• _EXERCISE DESCRIPTION_
Lines with the string "chars" must each be copied from the listing.

Top of INFORMATION GIVEN

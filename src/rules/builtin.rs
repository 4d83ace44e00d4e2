//! Built-in rules for common flake8 codes.
use crate::constants::MAX_LINE_LENGTH;
use crate::types::{RuleApplicationError, Violation};

use super::{split_terminator, Edit, LineContext, Rule, SafetyTier};

pub(crate) fn all() -> Vec<Box<dyn Rule>> {
    vec![
        Box::new(TrailingWhitespace),
        Box::new(BlankLineWhitespace),
        Box::new(MissingFinalNewline),
        Box::new(WhitespaceAfterBracket),
        Box::new(WhitespaceBeforeBracket),
        Box::new(ExpectedTwoBlankLines::before_definition()),
        Box::new(ExpectedTwoBlankLines::after_definition()),
        Box::new(TooManyBlankLines),
        Box::new(BlankLineAtEof),
        Box::new(LongAssignment),
        Box::new(UnusedImport),
    ]
}

fn is_hspace(c: char) -> bool {
    c == ' ' || c == '\t'
}

fn indent_of(body: &str) -> &str {
    &body[..body.len() - body.trim_start().len()]
}

/// Walk `body` outside string literals, calling `f(byte_index, char)` for each char.
fn for_each_code_char(body: &str, mut f: impl FnMut(usize, char)) {
    let mut quote: Option<char> = None;
    let mut escaped = false;
    for (i, c) in body.char_indices() {
        match quote {
            Some(q) => {
                if escaped {
                    escaped = false;
                } else if c == '\\' {
                    escaped = true;
                } else if c == q {
                    quote = None;
                }
            }
            None => {
                if c == '#' {
                    return;
                }
                if c == '\'' || c == '"' {
                    quote = Some(c);
                } else {
                    f(i, c);
                }
            }
        }
    }
}

/// W291: trailing whitespace.
pub struct TrailingWhitespace;

impl Rule for TrailingWhitespace {
    fn code(&self) -> &str {
        "W291"
    }
    fn tier(&self) -> SafetyTier {
        SafetyTier::Trivial
    }
    fn apply(
        &self,
        line: &str,
        _v: &Violation,
        _cx: &LineContext<'_>,
    ) -> Result<Option<Edit>, RuleApplicationError> {
        let (body, term) = split_terminator(line);
        let trimmed = body.trim_end_matches(|c: char| is_hspace(c) || c == '\x0c');
        if trimmed.len() == body.len() {
            return Ok(None);
        }
        Ok(Some(Edit::replace(format!("{trimmed}{term}"))))
    }
}

/// W293: whitespace on an otherwise blank line.
pub struct BlankLineWhitespace;

impl Rule for BlankLineWhitespace {
    fn code(&self) -> &str {
        "W293"
    }
    fn tier(&self) -> SafetyTier {
        SafetyTier::Trivial
    }
    fn apply(
        &self,
        line: &str,
        _v: &Violation,
        _cx: &LineContext<'_>,
    ) -> Result<Option<Edit>, RuleApplicationError> {
        let (body, term) = split_terminator(line);
        if body.is_empty() || !body.trim().is_empty() {
            return Ok(None);
        }
        Ok(Some(Edit::replace(term)))
    }
}

/// W292: no newline at end of file.
pub struct MissingFinalNewline;

impl Rule for MissingFinalNewline {
    fn code(&self) -> &str {
        "W292"
    }
    fn tier(&self) -> SafetyTier {
        SafetyTier::Trivial
    }
    fn apply(
        &self,
        line: &str,
        _v: &Violation,
        cx: &LineContext<'_>,
    ) -> Result<Option<Edit>, RuleApplicationError> {
        if !cx.is_last() || line.is_empty() || line.ends_with('\n') {
            return Ok(None);
        }
        Ok(Some(Edit::replace(format!("{line}\n"))))
    }
}

/// E201: whitespace after `(`, `[` or `{`.
pub struct WhitespaceAfterBracket;

impl Rule for WhitespaceAfterBracket {
    fn code(&self) -> &str {
        "E201"
    }
    fn tier(&self) -> SafetyTier {
        SafetyTier::Trivial
    }
    fn apply(
        &self,
        line: &str,
        _v: &Violation,
        _cx: &LineContext<'_>,
    ) -> Result<Option<Edit>, RuleApplicationError> {
        let (body, term) = split_terminator(line);
        let bytes = body.as_bytes();
        // Byte ranges of whitespace runs that follow an opening bracket
        let mut cut: Vec<(usize, usize)> = Vec::new();
        for_each_code_char(body, |i, c| {
            if matches!(c, '(' | '[' | '{') {
                let start = i + 1;
                let mut end = start;
                while end < bytes.len() && (bytes[end] == b' ' || bytes[end] == b'\t') {
                    end += 1;
                }
                // A run that reaches the end of the line or a comment is not E201
                if end > start && end < bytes.len() && bytes[end] != b'#' {
                    cut.push((start, end));
                }
            }
        });
        Ok(remove_ranges(body, term, &cut))
    }
}

/// E202: whitespace before `)`, `]` or `}`.
pub struct WhitespaceBeforeBracket;

impl Rule for WhitespaceBeforeBracket {
    fn code(&self) -> &str {
        "E202"
    }
    fn tier(&self) -> SafetyTier {
        SafetyTier::Trivial
    }
    fn apply(
        &self,
        line: &str,
        _v: &Violation,
        _cx: &LineContext<'_>,
    ) -> Result<Option<Edit>, RuleApplicationError> {
        let (body, term) = split_terminator(line);
        let bytes = body.as_bytes();
        let indent = indent_of(body).len();
        let mut cut: Vec<(usize, usize)> = Vec::new();
        for_each_code_char(body, |i, c| {
            if matches!(c, ')' | ']' | '}') && i > indent {
                let end = i;
                let mut start = end;
                while start > indent && (bytes[start - 1] == b' ' || bytes[start - 1] == b'\t') {
                    start -= 1;
                }
                // Keep the space in `x, )`
                if start < end && start > indent && bytes[start - 1] != b',' {
                    cut.push((start, end));
                }
            }
        });
        Ok(remove_ranges(body, term, &cut))
    }
}

fn remove_ranges(body: &str, term: &str, cut: &[(usize, usize)]) -> Option<Edit> {
    if cut.is_empty() {
        return None;
    }
    let mut out = String::with_capacity(body.len() + term.len());
    let mut pos = 0;
    for &(start, end) in cut {
        out.push_str(&body[pos..start]);
        pos = end;
    }
    out.push_str(&body[pos..]);
    out.push_str(term);
    Some(Edit::replace(out))
}

fn starts_definition(stripped: &str) -> bool {
    ["def ", "class ", "async def ", "@"]
        .iter()
        .any(|p| stripped.starts_with(p))
}

/// E302 / E305: expected two blank lines before a definition, or after one ends.
pub struct ExpectedTwoBlankLines {
    code: &'static str,
    after: bool,
}

impl ExpectedTwoBlankLines {
    pub fn before_definition() -> Self {
        Self {
            code: "E302",
            after: false,
        }
    }

    pub fn after_definition() -> Self {
        Self {
            code: "E305",
            after: true,
        }
    }
}

impl Rule for ExpectedTwoBlankLines {
    fn code(&self) -> &str {
        self.code
    }
    fn tier(&self) -> SafetyTier {
        SafetyTier::Structural
    }
    fn apply(
        &self,
        line: &str,
        _v: &Violation,
        cx: &LineContext<'_>,
    ) -> Result<Option<Edit>, RuleApplicationError> {
        let (body, _) = split_terminator(line);
        if body.trim().is_empty() || body.contains('\n') || cx.is_first() {
            return Ok(None);
        }
        let applies = if self.after {
            indent_of(body).is_empty()
        } else {
            starts_definition(body.trim_start())
        };
        let blank = cx.blank_lines_before();
        if !applies || blank >= 2 {
            return Ok(None);
        }
        Ok(Some(Edit::replace(format!("{}{line}", "\n".repeat(2 - blank)))))
    }
}

/// E303: too many blank lines.
pub struct TooManyBlankLines;

impl Rule for TooManyBlankLines {
    fn code(&self) -> &str {
        "E303"
    }
    fn tier(&self) -> SafetyTier {
        SafetyTier::Structural
    }
    fn apply(
        &self,
        line: &str,
        _v: &Violation,
        cx: &LineContext<'_>,
    ) -> Result<Option<Edit>, RuleApplicationError> {
        let (body, _) = split_terminator(line);
        if body.trim().is_empty() {
            return Ok(None);
        }
        let allowed = if indent_of(body).is_empty() { 2 } else { 1 };
        let blank = cx.blank_lines_before();
        if blank <= allowed {
            return Ok(None);
        }
        Ok(Some(
            Edit::replace(line).clearing_blank_before(blank - allowed),
        ))
    }
}

/// W391: blank line at end of file.
pub struct BlankLineAtEof;

impl Rule for BlankLineAtEof {
    fn code(&self) -> &str {
        "W391"
    }
    fn tier(&self) -> SafetyTier {
        SafetyTier::Structural
    }
    fn apply(
        &self,
        line: &str,
        _v: &Violation,
        cx: &LineContext<'_>,
    ) -> Result<Option<Edit>, RuleApplicationError> {
        if line.is_empty() || !line.trim().is_empty() || !cx.rest_blank() {
            return Ok(None);
        }
        Ok(Some(
            Edit::replace("").clearing_blank_before(cx.blank_lines_before()),
        ))
    }
}

/// Byte index of the first plain assignment `=` (not `==`, `<=`, `+=`, ...).
fn assignment_eq(body: &str) -> Option<usize> {
    let bytes = body.as_bytes();
    let mut found = None;
    for_each_code_char(body, |i, c| {
        if found.is_some() || c != '=' {
            return;
        }
        let prev = if i > 0 { bytes[i - 1] } else { b' ' };
        let next = bytes.get(i + 1).copied().unwrap_or(b' ');
        if next != b'=' && !b"=!<>+-*/%&|^:@".contains(&prev) {
            found = Some(i);
        }
    });
    found
}

/// E501: line too long. Splits a simple assignment after `=` with a continuation.
pub struct LongAssignment;

impl Rule for LongAssignment {
    fn code(&self) -> &str {
        "E501"
    }
    fn tier(&self) -> SafetyTier {
        SafetyTier::ContentAltering
    }
    fn apply(
        &self,
        line: &str,
        _v: &Violation,
        _cx: &LineContext<'_>,
    ) -> Result<Option<Edit>, RuleApplicationError> {
        let (body, term) = split_terminator(line);
        if body.contains('\n') || body.chars().count() <= MAX_LINE_LENGTH {
            return Ok(None);
        }
        let stripped = body.trim_start();
        if stripped.starts_with("import ")
            || stripped.starts_with("from ")
            || body.trim_end().ends_with('\\')
        {
            return Ok(None);
        }
        let Some(eq) = assignment_eq(body) else {
            return Ok(None);
        };
        let lhs = body[..eq].trim();
        let rhs = body[eq + 1..].trim();
        if lhs.is_empty()
            || rhs.is_empty()
            || lhs.chars().count() >= 40
            || lhs.contains(['(', '[', '{', '"', '\''])
        {
            return Ok(None);
        }
        let indent = indent_of(body);
        Ok(Some(Edit::replace(format!(
            "{indent}{lhs} = \\\n{indent}    {rhs}{term}"
        ))))
    }
}

/// First quoted name in a message such as `'os.path' imported but unused`.
fn quoted_name(message: &str) -> Option<&str> {
    let start = message.find(['\'', '"'])?;
    let q = message[start..].chars().next()?;
    let rest = &message[start + 1..];
    let end = rest.find(q)?;
    Some(&rest[..end])
}

/// F401: module imported but unused. Removes a top-level single-name import line.
pub struct UnusedImport;

impl Rule for UnusedImport {
    fn code(&self) -> &str {
        "F401"
    }
    fn tier(&self) -> SafetyTier {
        SafetyTier::ContentAltering
    }
    fn apply(
        &self,
        line: &str,
        v: &Violation,
        _cx: &LineContext<'_>,
    ) -> Result<Option<Edit>, RuleApplicationError> {
        let (body, _) = split_terminator(line);
        if body.contains('\n') || !indent_of(body).is_empty() {
            return Ok(None);
        }
        let stmt = body.split_whitespace().collect::<Vec<_>>().join(" ");
        if !(stmt.starts_with("import ") || stmt.starts_with("from ")) {
            return Ok(None);
        }
        let name = quoted_name(&v.message).ok_or_else(|| RuleApplicationError::Rejected {
            code: "F401".into(),
            reason: "message does not name the unused import".into(),
        })?;
        if stmt.contains([',', '(', '\\', ';']) {
            return Ok(None);
        }
        let matches = if let Some(module) = stmt.strip_prefix("import ") {
            module == name
        } else if let Some((module, item)) = stmt
            .strip_prefix("from ")
            .and_then(|r| r.split_once(" import "))
        {
            item == name || format!("{module}.{item}") == name
        } else {
            false
        };
        Ok(matches.then(|| Edit::replace("")))
    }
}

Bottom of INFORMATION GIVEN

• _RESULT OF THIS EXERCISE_
        if body.contains('\n') || body.chars().count() <= MAX_LINE_LENGTH {
            || lhs.chars().count() >= 40
    let q = message[start..].chars().next()?;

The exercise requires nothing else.